Et l’administration Trump pourrait prendre d’autres mesures qui modifieraient radicalement l’accès à l’avortement. En 2023, la Food and Drug Administration apporté des modifications aux restrictions régissant les rendez-vous pour l’avortement avec la mifépristone et par télémédecine. Depuis, les groupes anti-avortement ont développé toute une série d’arguments contre les règles de la FDA. Ils soutiennent que le consensus des études évaluées par les pairs est erroné et que la mifépristone est extrêmement dangereuse. Ils ont également soutenu que la mifépristone et les « restes » fœtaux constituent un danger pour l’environnement polluant les eaux souterraines.
Robert F. Kennedy Jr., qui superviserait la FDA s’il était confirmé comme le choix de Trump au poste de secrétaire du ministère de la Santé et des Services sociaux, a dit qu’il était pro-choix en campagne électorale, mais il a aussi a signalé une ouverture au mouvement anti-avortement. Les affirmations sur la sécurité des médicaments et les risques environnementaux pourraient trouver un écho auprès de Kennedy, qui est un adversaire de Big Pharma et a travaillé une fois dans le droit de l’environnement.

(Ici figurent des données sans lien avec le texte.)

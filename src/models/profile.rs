//! Profile data as it moves through a provisioning task: the seed handed to
//! the automation engine, the unvalidated draft it returns, and the hashed
//! record handed to the store.

use serde::{Deserialize, Serialize};
use std::fmt;
use uuid::Uuid;

use crate::credentials::{CredentialHasher, PasswordDigest, Salt};

/// Input to one automation attempt
#[derive(Debug, Clone, PartialEq, Eq, Serialize, Deserialize)]
pub struct ProfileSeed {
    pub first_name: String,
    pub last_name: String,
    pub email_hint: String,
}

/// Unvalidated engine output.
///
/// `raw_password` is `None` when the engine leaves password generation to the
/// caller.
#[derive(Clone, Default)]
pub struct ProfileDraft {
    pub email: String,
    pub profile_url: String,
    pub avatar_url: String,
    pub cover_url: String,
    pub raw_password: Option<String>,
}

impl fmt::Debug for ProfileDraft {
    fn fmt(&self, f: &mut fmt::Formatter<'_>) -> fmt::Result {
        f.debug_struct("ProfileDraft")
            .field("email", &self.email)
            .field("profile_url", &self.profile_url)
            .field("avatar_url", &self.avatar_url)
            .field("cover_url", &self.cover_url)
            .field(
                "raw_password",
                &self.raw_password.as_ref().map(|_| "[REDACTED]"),
            )
            .finish()
    }
}

/// Name of the first required field found empty while building a record
#[derive(Debug, Clone, Copy, PartialEq, Eq)]
pub struct MissingField(pub &'static str);

impl fmt::Display for MissingField {
    fn fmt(&self, f: &mut fmt::Formatter<'_>) -> fmt::Result {
        f.write_str(self.0)
    }
}

/// Persistence-ready profile carrying only the salted digest of its password.
///
/// Fields are private and every field is non-empty; the only way in is
/// [`ProfileRecord::from_draft`], which hashes with a fresh salt.
#[derive(Clone, PartialEq, Eq)]
pub struct ProfileRecord {
    first_name: String,
    last_name: String,
    email: String,
    profile_url: String,
    avatar_url: String,
    cover_url: String,
    password_hash: PasswordDigest,
    salt: Salt,
}

impl ProfileRecord {
    /// Validate `draft` and hash `raw_password` under a newly generated salt.
    pub fn from_draft(
        seed: &ProfileSeed,
        draft: &ProfileDraft,
        raw_password: &str,
        hasher: &CredentialHasher,
    ) -> Result<Self, MissingField> {
        let required = [
            ("first_name", seed.first_name.as_str()),
            ("last_name", seed.last_name.as_str()),
            ("email", draft.email.as_str()),
            ("profile_url", draft.profile_url.as_str()),
            ("avatar_url", draft.avatar_url.as_str()),
            ("cover_url", draft.cover_url.as_str()),
            ("password", raw_password),
        ];
        if let Some((field, _)) = required.iter().find(|(_, value)| value.trim().is_empty()) {
            return Err(MissingField(field));
        }

        let salt = hasher.generate_salt();
        let password_hash = hasher.hash(raw_password, &salt);

        Ok(Self {
            first_name: seed.first_name.clone(),
            last_name: seed.last_name.clone(),
            email: draft.email.clone(),
            profile_url: draft.profile_url.clone(),
            avatar_url: draft.avatar_url.clone(),
            cover_url: draft.cover_url.clone(),
            password_hash,
            salt,
        })
    }

    pub fn first_name(&self) -> &str {
        &self.first_name
    }

    pub fn last_name(&self) -> &str {
        &self.last_name
    }

    /// `first last`, as written to the store's username column
    pub fn username(&self) -> String {
        format!("{} {}", self.first_name, self.last_name)
    }

    pub fn email(&self) -> &str {
        &self.email
    }

    pub fn profile_url(&self) -> &str {
        &self.profile_url
    }

    pub fn avatar_url(&self) -> &str {
        &self.avatar_url
    }

    pub fn cover_url(&self) -> &str {
        &self.cover_url
    }

    pub fn password_hash(&self) -> &PasswordDigest {
        &self.password_hash
    }

    pub fn salt(&self) -> &Salt {
        &self.salt
    }
}

impl fmt::Debug for ProfileRecord {
    fn fmt(&self, f: &mut fmt::Formatter<'_>) -> fmt::Result {
        f.debug_struct("ProfileRecord")
            .field("first_name", &self.first_name)
            .field("last_name", &self.last_name)
            .field("email", &self.email)
            .field("profile_url", &self.profile_url)
            .field("avatar_url", &self.avatar_url)
            .field("cover_url", &self.cover_url)
            .field("password_hash", &self.password_hash)
            .field("salt", &self.salt)
            .finish()
    }
}

/// Identifier assigned by the profile store on save
#[derive(Debug, Clone, Copy, PartialEq, Eq, Hash, Serialize, Deserialize)]
pub struct ProfileId(pub Uuid);

impl ProfileId {
    pub fn new_v4() -> Self {
        Self(Uuid::new_v4())
    }
}

impl fmt::Display for ProfileId {
    fn fmt(&self, f: &mut fmt::Formatter<'_>) -> fmt::Result {
        write!(f, "{}", self.0)
    }
}
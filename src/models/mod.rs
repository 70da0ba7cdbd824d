//! # Models
//!
//! Data carried through a provisioning run.
//!
//! - [`profile`] - seed, draft and hashed record for one profile
//! - [`outcome`] - per-task outcome and per-run report

pub mod outcome;
pub mod profile;

pub use outcome::{RunReport, TaskOutcome};
pub use profile::{MissingField, ProfileDraft, ProfileId, ProfileRecord, ProfileSeed};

La décision de la Cour suprême annulant Roe n’a rien fait pour mettre fin aux batailles contre l’avortement ; au contraire, cela leur a donné une nouvelle vie. Les luttes autour des consultations de télémédecine, de l’accès aux pilules abortives par correspondance et des règles de sécurité de la FDA pourraient rendre les interdictions de l’avortement beaucoup plus efficaces, remodeler la procédure dans les États qui protègent le droit à l’avortement et étendre le pouvoir d’un État à dicter sa politique à un autre.
Le plus important : si les opposants à l’avortement parviennent à rendre les pilules abortives inaccessibles, la stigmatisation entourant l’avortement pourrait bien s’accroître et l’accès à la procédure diminuer. C’est pourquoi les groupes anti-avortement n’ont cessé de rechercher des pilules. Rien de moins que l’opinion des Américains sur l’avortement lui-même n’est en jeu.
Mary Ziegler est professeur de droit à l’UC Davis. Son dernier livre, « Personhood : The New Civil War over Reproduction », La publication est prévue pour avril.